= PROBLEM TO WORK ON =
Copy out every line of the listing in which "enrolled" appears.

= RECORD SET =

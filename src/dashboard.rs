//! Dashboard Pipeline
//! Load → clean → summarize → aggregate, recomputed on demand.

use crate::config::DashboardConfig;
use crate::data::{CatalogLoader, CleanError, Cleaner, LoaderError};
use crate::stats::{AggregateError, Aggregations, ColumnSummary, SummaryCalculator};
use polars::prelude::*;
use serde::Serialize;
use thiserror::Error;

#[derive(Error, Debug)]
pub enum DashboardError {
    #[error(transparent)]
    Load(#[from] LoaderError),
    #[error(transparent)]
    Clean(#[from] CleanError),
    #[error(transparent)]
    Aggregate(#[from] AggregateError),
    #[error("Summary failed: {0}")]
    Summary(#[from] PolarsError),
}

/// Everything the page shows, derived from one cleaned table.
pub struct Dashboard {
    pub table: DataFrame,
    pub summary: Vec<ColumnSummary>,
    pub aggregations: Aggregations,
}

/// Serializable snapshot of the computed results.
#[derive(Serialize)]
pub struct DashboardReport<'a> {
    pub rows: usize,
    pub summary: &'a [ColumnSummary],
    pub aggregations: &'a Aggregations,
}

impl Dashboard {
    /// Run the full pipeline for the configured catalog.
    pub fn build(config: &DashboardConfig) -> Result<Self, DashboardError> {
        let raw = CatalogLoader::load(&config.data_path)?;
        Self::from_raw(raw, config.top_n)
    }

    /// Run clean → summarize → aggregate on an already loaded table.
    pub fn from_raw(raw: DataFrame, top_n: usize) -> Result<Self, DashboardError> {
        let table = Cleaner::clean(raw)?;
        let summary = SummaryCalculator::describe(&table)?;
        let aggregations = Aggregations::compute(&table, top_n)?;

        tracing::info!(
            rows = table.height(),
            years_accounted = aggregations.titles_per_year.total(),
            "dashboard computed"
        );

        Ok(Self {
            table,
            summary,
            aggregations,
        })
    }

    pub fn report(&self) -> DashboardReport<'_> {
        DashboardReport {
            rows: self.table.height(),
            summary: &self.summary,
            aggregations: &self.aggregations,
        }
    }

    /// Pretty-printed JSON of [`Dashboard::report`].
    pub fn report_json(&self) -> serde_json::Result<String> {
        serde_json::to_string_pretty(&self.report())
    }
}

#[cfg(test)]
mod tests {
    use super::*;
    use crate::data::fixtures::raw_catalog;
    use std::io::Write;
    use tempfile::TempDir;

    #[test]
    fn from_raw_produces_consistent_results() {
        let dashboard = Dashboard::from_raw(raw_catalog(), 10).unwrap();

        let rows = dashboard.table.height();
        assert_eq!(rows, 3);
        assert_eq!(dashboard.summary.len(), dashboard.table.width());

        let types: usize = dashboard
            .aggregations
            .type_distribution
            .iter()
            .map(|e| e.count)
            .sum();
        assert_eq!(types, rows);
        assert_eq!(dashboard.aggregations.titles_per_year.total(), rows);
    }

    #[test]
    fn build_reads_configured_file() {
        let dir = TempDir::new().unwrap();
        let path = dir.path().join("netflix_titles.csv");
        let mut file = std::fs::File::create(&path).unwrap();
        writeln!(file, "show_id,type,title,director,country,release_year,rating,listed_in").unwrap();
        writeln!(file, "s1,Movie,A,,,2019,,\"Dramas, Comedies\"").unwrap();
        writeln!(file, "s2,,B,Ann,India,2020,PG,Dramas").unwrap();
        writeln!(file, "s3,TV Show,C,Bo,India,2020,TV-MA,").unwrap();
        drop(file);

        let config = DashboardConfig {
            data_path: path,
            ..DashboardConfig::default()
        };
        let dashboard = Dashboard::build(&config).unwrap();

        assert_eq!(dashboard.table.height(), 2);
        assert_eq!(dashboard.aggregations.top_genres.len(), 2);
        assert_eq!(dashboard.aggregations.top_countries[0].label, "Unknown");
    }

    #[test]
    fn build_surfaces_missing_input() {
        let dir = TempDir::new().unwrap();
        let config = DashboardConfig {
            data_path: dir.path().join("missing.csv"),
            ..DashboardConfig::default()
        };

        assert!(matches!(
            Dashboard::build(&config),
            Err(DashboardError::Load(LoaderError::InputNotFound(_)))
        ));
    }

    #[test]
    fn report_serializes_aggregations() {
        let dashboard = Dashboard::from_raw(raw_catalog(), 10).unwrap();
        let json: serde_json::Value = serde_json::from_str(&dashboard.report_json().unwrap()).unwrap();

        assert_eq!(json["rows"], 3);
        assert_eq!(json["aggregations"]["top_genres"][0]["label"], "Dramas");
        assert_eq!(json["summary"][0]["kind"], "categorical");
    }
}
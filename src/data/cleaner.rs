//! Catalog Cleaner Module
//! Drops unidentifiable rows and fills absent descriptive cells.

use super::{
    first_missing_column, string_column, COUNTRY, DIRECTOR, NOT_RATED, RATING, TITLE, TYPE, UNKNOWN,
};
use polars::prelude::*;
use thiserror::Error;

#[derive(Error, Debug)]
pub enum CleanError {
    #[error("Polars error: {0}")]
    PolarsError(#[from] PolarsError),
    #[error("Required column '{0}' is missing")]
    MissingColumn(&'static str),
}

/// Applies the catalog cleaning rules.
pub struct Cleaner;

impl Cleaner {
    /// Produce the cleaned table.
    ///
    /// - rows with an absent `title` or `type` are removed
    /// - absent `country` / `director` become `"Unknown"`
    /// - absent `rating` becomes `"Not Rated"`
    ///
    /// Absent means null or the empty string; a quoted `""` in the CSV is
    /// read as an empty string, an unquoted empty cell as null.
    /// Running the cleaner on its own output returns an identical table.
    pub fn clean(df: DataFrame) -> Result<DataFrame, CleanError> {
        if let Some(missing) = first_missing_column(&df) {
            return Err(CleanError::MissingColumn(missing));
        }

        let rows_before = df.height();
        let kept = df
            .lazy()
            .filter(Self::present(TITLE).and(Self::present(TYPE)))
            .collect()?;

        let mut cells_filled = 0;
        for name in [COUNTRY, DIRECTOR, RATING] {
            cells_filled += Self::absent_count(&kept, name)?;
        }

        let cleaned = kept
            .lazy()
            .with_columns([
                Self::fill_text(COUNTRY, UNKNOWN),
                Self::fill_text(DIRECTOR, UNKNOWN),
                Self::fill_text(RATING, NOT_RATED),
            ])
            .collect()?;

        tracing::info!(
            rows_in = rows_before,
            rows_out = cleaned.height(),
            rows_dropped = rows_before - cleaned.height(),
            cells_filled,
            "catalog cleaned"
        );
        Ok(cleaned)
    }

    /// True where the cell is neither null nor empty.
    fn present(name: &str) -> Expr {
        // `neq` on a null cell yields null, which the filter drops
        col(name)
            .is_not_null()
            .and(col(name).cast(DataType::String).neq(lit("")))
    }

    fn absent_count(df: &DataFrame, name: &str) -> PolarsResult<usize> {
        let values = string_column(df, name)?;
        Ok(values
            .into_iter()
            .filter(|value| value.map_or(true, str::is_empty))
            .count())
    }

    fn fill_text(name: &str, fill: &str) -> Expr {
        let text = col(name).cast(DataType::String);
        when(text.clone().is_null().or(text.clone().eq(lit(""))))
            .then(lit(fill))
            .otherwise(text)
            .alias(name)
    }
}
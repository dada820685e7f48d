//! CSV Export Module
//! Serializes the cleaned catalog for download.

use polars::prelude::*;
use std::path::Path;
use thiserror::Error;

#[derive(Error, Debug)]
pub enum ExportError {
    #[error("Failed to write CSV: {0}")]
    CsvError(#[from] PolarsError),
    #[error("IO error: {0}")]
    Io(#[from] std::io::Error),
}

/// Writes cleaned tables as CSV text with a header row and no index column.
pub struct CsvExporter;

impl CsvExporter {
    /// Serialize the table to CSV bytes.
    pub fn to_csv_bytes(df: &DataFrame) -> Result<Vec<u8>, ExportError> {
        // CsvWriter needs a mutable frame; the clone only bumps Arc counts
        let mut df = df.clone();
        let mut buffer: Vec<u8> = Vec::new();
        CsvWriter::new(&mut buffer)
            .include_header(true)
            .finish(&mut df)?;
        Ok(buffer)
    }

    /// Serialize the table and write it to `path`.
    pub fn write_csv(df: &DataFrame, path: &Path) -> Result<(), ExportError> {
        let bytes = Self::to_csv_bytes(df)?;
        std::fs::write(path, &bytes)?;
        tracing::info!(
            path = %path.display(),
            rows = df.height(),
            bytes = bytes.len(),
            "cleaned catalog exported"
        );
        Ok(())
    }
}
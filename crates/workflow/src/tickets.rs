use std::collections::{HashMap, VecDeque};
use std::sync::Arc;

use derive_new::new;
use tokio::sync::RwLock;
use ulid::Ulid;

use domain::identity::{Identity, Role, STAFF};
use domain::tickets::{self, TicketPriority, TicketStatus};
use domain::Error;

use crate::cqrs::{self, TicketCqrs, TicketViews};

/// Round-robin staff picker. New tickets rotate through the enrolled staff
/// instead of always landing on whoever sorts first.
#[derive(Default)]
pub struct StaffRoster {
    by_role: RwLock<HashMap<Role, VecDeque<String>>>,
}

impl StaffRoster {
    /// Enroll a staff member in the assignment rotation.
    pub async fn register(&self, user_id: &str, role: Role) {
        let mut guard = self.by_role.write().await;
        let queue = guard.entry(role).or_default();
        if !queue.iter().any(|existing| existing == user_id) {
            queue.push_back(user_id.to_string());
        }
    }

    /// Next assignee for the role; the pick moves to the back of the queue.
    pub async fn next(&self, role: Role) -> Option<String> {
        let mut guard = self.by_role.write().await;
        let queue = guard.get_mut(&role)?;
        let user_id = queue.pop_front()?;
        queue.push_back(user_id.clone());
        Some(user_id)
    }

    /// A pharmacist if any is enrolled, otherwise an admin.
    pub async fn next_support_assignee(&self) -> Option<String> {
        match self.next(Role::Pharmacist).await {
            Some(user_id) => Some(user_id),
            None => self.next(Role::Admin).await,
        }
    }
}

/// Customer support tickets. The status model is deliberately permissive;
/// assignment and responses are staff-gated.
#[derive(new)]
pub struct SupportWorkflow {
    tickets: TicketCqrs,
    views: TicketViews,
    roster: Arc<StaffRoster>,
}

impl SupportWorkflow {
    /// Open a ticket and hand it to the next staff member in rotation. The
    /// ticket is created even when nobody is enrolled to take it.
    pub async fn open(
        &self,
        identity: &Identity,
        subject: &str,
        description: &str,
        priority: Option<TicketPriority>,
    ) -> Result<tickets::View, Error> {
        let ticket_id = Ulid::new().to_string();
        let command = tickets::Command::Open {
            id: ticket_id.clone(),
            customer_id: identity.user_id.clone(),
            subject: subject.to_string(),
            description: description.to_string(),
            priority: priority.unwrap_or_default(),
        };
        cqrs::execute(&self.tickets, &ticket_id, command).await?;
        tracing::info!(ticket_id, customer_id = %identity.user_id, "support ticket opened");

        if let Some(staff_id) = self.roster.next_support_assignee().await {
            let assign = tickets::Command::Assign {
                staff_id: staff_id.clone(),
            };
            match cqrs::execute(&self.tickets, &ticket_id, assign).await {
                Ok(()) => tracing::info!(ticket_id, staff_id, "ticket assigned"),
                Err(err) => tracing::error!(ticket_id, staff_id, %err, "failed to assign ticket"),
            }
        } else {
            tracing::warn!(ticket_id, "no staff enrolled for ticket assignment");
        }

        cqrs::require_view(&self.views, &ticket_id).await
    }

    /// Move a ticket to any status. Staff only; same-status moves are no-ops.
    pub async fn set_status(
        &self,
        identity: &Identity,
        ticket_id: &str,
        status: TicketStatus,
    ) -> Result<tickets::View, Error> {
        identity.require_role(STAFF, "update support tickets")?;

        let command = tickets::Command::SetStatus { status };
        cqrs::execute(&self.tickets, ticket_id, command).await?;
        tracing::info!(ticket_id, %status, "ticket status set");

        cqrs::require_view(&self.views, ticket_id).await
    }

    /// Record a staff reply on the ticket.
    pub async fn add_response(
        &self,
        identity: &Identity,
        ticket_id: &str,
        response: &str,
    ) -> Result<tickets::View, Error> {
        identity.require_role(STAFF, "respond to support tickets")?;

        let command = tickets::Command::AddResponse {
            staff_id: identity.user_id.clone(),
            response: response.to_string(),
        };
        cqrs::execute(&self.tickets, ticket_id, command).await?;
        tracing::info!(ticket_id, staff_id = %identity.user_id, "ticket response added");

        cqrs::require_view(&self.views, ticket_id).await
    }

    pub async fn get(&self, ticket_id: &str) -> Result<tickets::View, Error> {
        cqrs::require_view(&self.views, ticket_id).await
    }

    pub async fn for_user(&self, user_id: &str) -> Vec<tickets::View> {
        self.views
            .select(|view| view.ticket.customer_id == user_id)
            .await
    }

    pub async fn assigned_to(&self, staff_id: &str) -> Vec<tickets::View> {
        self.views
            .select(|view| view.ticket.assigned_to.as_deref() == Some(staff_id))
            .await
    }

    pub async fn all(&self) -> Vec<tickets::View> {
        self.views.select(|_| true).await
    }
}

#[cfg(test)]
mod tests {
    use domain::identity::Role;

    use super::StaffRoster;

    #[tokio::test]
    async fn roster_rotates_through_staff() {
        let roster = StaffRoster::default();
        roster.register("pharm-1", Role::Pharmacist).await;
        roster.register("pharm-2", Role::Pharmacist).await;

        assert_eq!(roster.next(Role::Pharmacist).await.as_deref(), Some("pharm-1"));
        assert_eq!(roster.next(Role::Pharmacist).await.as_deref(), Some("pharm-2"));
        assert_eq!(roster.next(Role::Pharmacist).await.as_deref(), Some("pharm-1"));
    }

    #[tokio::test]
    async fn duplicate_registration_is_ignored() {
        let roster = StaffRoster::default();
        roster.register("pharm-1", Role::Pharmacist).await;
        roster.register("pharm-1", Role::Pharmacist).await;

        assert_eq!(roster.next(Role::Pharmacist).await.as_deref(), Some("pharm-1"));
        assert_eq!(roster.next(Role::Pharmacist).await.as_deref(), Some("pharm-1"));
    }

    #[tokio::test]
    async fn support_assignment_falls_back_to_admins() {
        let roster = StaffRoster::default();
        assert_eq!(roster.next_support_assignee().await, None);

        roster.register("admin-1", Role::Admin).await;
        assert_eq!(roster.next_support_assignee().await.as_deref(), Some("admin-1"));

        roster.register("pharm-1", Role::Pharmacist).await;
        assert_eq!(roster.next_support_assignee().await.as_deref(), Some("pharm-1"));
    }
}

= ANSWER TO THIS EXERCISE =
/// Round-robin staff picker. New tickets rotate through the enrolled staff
    /// A pharmacist if any is enrolled, otherwise an admin.
    /// ticket is created even when nobody is enrolled to take it.
            tracing::warn!(ticket_id, "no staff enrolled for ticket assignment");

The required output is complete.